Parallel Version of Phenix?
Hello Phenix Users and Developers: I am new to Phenix and am trying to help a colleague move his project using Phenix from a single workstation to a Linux cluster. My background is chemistry and high performance computing, but I am not intimately knowledgeable about the workings of Phenix. Are there parts of Phenix that can run on a Linux cluster in parallel. I understand that a good part of Phenix is written in python, but there are certainly numerically intensive aspects of structure refinement that could be amenable to parallelization. It would really help if you could provide an overview of those components that are now running in parallel. A search on the net did not reveal information about a parallel version of Phenix. Thank you for your attention and any possible help. Kind regards, A. R. Rossi
Are there parts of Phenix that can run on a Linux cluster in parallel.

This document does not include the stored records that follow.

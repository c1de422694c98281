use std::path::PathBuf;

use crate::foundation::core::{Fps, FrameIndex};
use crate::foundation::error::ReelResult;
use crate::render::painter::FrameRGBA;

/// Configuration handed to a [`FrameSink`] before the first frame.
#[derive(Debug, Clone)]
pub struct SinkConfig {
    pub width: u32,
    pub height: u32,
    pub fps: Fps,
    /// Narration track to mux alongside the frames.
    pub audio: Option<AudioInputConfig>,
}

/// Raw PCM audio input for sinks that encode sound.
#[derive(Debug, Clone)]
pub struct AudioInputConfig {
    /// Path to interleaved `f32le` PCM data.
    pub path: PathBuf,
    pub sample_rate: u32,
    pub channels: u16,
}

/// Consumer of rendered frames in timeline order.
///
/// `push_frame` is called with strictly increasing indices between one `begin` and one `end`.
/// When rendering fails part-way, `abort` is called instead of `end` and must leave no output
/// behind.
pub trait FrameSink: Send {
    fn begin(&mut self, cfg: SinkConfig) -> ReelResult<()>;
    fn push_frame(&mut self, idx: FrameIndex, frame: &FrameRGBA) -> ReelResult<()>;
    fn end(&mut self) -> ReelResult<()>;
    /// Discard everything written since `begin`.
    fn abort(&mut self) {}
}

/// Sink that keeps every frame in memory; for tests and previews.
#[derive(Debug, Default)]
pub struct InMemorySink {
    cfg: Option<SinkConfig>,
    frames: Vec<(FrameIndex, FrameRGBA)>,
    audio_bytes: Option<u64>,
    finished: bool,
}

impl InMemorySink {
    pub fn new() -> Self {
        Self::default()
    }

    /// Configuration captured by `begin`.
    pub fn config(&self) -> Option<&SinkConfig> {
        self.cfg.as_ref()
    }

    pub fn frames(&self) -> &[(FrameIndex, FrameRGBA)] {
        &self.frames
    }

    /// Size of the narration file at `end`, if one was configured.
    pub fn audio_bytes(&self) -> Option<u64> {
        self.audio_bytes
    }

    pub fn is_finished(&self) -> bool {
        self.finished
    }
}

impl FrameSink for InMemorySink {
    fn begin(&mut self, cfg: SinkConfig) -> ReelResult<()> {
        self.cfg = Some(cfg);
        self.frames.clear();
        self.audio_bytes = None;
        self.finished = false;
        Ok(())
    }

    fn push_frame(&mut self, idx: FrameIndex, frame: &FrameRGBA) -> ReelResult<()> {
        self.frames.push((idx, frame.clone()));
        Ok(())
    }

    fn end(&mut self) -> ReelResult<()> {
        // The audio file is temporary; record its size before the caller removes it.
        self.audio_bytes = self
            .cfg
            .as_ref()
            .and_then(|c| c.audio.as_ref())
            .and_then(|a| std::fs::metadata(&a.path).ok())
            .map(|m| m.len());
        self.finished = true;
        Ok(())
    }

    fn abort(&mut self) {
        self.frames.clear();
        self.finished = false;
    }
}

#[cfg(test)]
#[path = "../../tests/unit/encode/sink.rs"]
mod tests;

Some wizards can take advantage of multiple CPUs: http://phenix-online.org/documentation/running-wizards.htm Search for "parallel". This doesn't speed up individual tasks, but rather tries the same algorithms with different random seeds in parallel.
I understand that a good part of Phenix is written in python, but there are certainly numerically intensive aspects of structure refinement that could be amenable to parallelization.
If you install from sources and you have gcc 4.3 or higher, the core FFT in refinement will use multiple CPUs. However, there are many other serial calculations. The speedup due to parallel FFTs is hardly noticeable. refinement is notoriously difficult to parallelize. Ralf
What about simulated annealing and phasing? I thought some of the phasing modules are already parallelized in phenix. -- Jianghai On Jun 2, 2009, at 12:36 PM, Ralf W. Grosse-Kunstleve wrote:
Are there parts of Phenix that can run on a Linux cluster in parallel.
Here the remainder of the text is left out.